Going forward, Arya believes that there will be a flat/muted phase for some time post-BS VI which is understandable since the new trucks will be more expensive and there will be some market resistance to buying them as a result. However, things could change from 2021 since the “longterm fundamentals of the economy are strong especially in M/HCVs”.
The other challenge with BS VI is to ensure that clean fuel is available across the country as this will help the auto industry plan its roadmap a lot better. “All cities should at least have one fuel station in place by October before this is spread nationwide by January and going on to March. This can happen in phases,” he says.
This is absolutely essential since auto-makers need to keep their supply base updated constantly on the BS VI timetable. “If I switch over in October for instance, I need to inform my supply base right now in order to plan. God forbid if there is a change subsequently since it will wreak havoc right across the industry,” warns Arya.
Beyond emissions, he also believes that a lot more needs to be done to ensure safety. As he puts it, technology and environment are important but so is safety. “Let us harmonise our approach while focussing on these changes,” adds Arya.
The move to BS VI will also give a fillip to India’s role at a global level. It will throw open more export markets for DICV especially those that are also transitioning to similar emission norms.
Mexico, one of its existing export markets, is a case in point and there will be more in the ASEAN region that could be added to the list.
Whilst on the subject, Arya admits that he is concerned about the fact that there are still a fair number of BS II and III vehicles on the roads. Estimates indicate that 12 BS VI trucks produce the same level of nitrogen oxides as one BS III truck. Similarly, 10 BS VI trucks emit particulate matter equivalent to just one BS III truck, which pretty much gives an idea of the difference between the two when it comes to emissions. “If you remove those older trucks from the road, it will be much better and there is, therefore, a reason for a scrappage policy to be in place,” he says.

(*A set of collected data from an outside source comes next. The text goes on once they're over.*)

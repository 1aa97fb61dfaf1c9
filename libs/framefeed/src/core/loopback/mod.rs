// Copyright (c) 2025 Jonathan Fontanez
// SPDX-License-Identifier: BUSL-1.1

//! In-process graph engine for tests, benches and host bring-up.
//!
//! Packets admitted on an input stream are forwarded unchanged to a routed
//! output stream. Every frame and packet is accounted for in a
//! [`ReleaseLedger`], which makes leaks and double releases visible.

mod frame;
mod graph;
mod ledger;
mod packet;

pub use frame::{LoopbackFrame, RgbImage};
pub use graph::{GraphCall, LoopbackGraph};
pub use ledger::ReleaseLedger;
pub use packet::{LoopbackPacket, Payload};
// Copyright (c) 2025 Jonathan Fontanez
// SPDX-License-Identifier: BUSL-1.1

use serde::{Deserialize, Serialize};

/// Size of one sample of one channel in 16-bit PCM.
pub const BYTES_PER_MONO_SAMPLE: usize = 2;

/// Sample encoding of raw audio windows.
#[derive(Debug, Clone, Copy, PartialEq, Eq, Hash, Default, Serialize, Deserialize)]
#[serde(rename_all = "snake_case")]
pub enum AudioEncoding {
    Pcm8Bit,
    #[default]
    Pcm16Bit,
    PcmFloat,
}

impl AudioEncoding {
    pub fn bytes_per_sample(&self) -> usize {
        match self {
            Self::Pcm8Bit => 1,
            Self::Pcm16Bit => BYTES_PER_MONO_SAMPLE,
            Self::PcmFloat => 4,
        }
    }
}

/// Shape of an interleaved audio stream.
#[derive(Debug, Clone, Copy, PartialEq, Eq, Hash, Serialize, Deserialize)]
pub struct AudioFormat {
    pub channel_count: u16,
    pub sample_rate: u32,
    #[serde(default)]
    pub encoding: AudioEncoding,
}

impl AudioFormat {
    /// 16-bit PCM, the only encoding a session accepts.
    pub fn pcm16(channel_count: u16, sample_rate: u32) -> Self {
        Self {
            channel_count,
            sample_rate,
            encoding: AudioEncoding::Pcm16Bit,
        }
    }

    /// Bytes occupied by one sample across all channels.
    pub fn bytes_per_frame(&self) -> usize {
        self.encoding.bytes_per_sample() * self.channel_count as usize
    }

    /// Number of per-channel samples in an interleaved window of `byte_len`
    /// bytes. A trailing partial frame is not counted.
    pub fn sample_count(&self, byte_len: usize) -> usize {
        match self.bytes_per_frame() {
            0 => 0,
            frame => byte_len / frame,
        }
    }

    /// Describes how `other` differs from `self`, or `None` if they match.
    pub fn mismatch(&self, other: &AudioFormat) -> Option<String> {
        let mut differences = Vec::new();
        if self.channel_count != other.channel_count {
            differences.push(format!(
                "channel count {} != {}",
                other.channel_count, self.channel_count
            ));
        }
        if self.sample_rate != other.sample_rate {
            differences.push(format!(
                "sample rate {} != {}",
                other.sample_rate, self.sample_rate
            ));
        }
        if self.encoding != other.encoding {
            differences.push(format!("encoding {:?} != {:?}", other.encoding, self.encoding));
        }

        if differences.is_empty() {
            None
        } else {
            Some(differences.join(", "))
        }
    }
}

#[cfg(test)]
mod tests {
    use super::*;

    #[test]
    fn test_sample_count_stereo_pcm16() {
        let format = AudioFormat::pcm16(2, 48_000);
        assert_eq!(format.bytes_per_frame(), 4);
        assert_eq!(format.sample_count(4 * 480), 480);
    }

    #[test]
    fn test_sample_count_ignores_partial_frame() {
        let format = AudioFormat::pcm16(1, 16_000);
        assert_eq!(format.sample_count(7), 3);
    }

    #[test]
    fn test_sample_count_zero_channels() {
        let format = AudioFormat::pcm16(0, 16_000);
        assert_eq!(format.sample_count(128), 0);
    }

    #[test]
    fn test_mismatch_none_when_equal() {
        let format = AudioFormat::pcm16(1, 44_100);
        assert_eq!(format.mismatch(&AudioFormat::pcm16(1, 44_100)), None);
    }

    #[test]
    fn test_mismatch_lists_every_difference() {
        let expected = AudioFormat::pcm16(1, 16_000);
        let actual = AudioFormat {
            channel_count: 2,
            sample_rate: 48_000,
            encoding: AudioEncoding::PcmFloat,
        };

        let description = expected.mismatch(&actual).unwrap();
        assert!(description.contains("channel count 2 != 1"));
        assert!(description.contains("sample rate 48000 != 16000"));
        assert!(description.contains("PcmFloat"));
    }
}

Arya also makes no bones about the fact that DICV has delivered on reliability and fuel efficiency. “Those people who understand the value of our trucks continue to buy them,” he says, which is also good reason not to go in for discounting. “We will only produce what we sell. We will not overstock and sell things at a discount,” reiterates Arya.
There is a lot of work happening at DICV beyond BS VI with the ultimate objective being delivering more value to the customer. There could be some interesting product initiatives given the rapid changes in the e-commerce space though Arya does not comment on any specifics.
“The BharatBenz brand is about creating value for the customer. We are studying different segments constantly,” he says. Electric is also an area that is on the company’s radar and it is likely that buses will be the first candidate. And in the event it also decides to focus on intracity options, there could well be an electric pick-up in the foreseeable future.
“There needs to be an ecosystem in place to support electric. India has the potential and we could do a lot more here. The key is to invest in technology and make it affordable by ensuring volumes. It is important to have enablers while pushing for change,” declares Arya.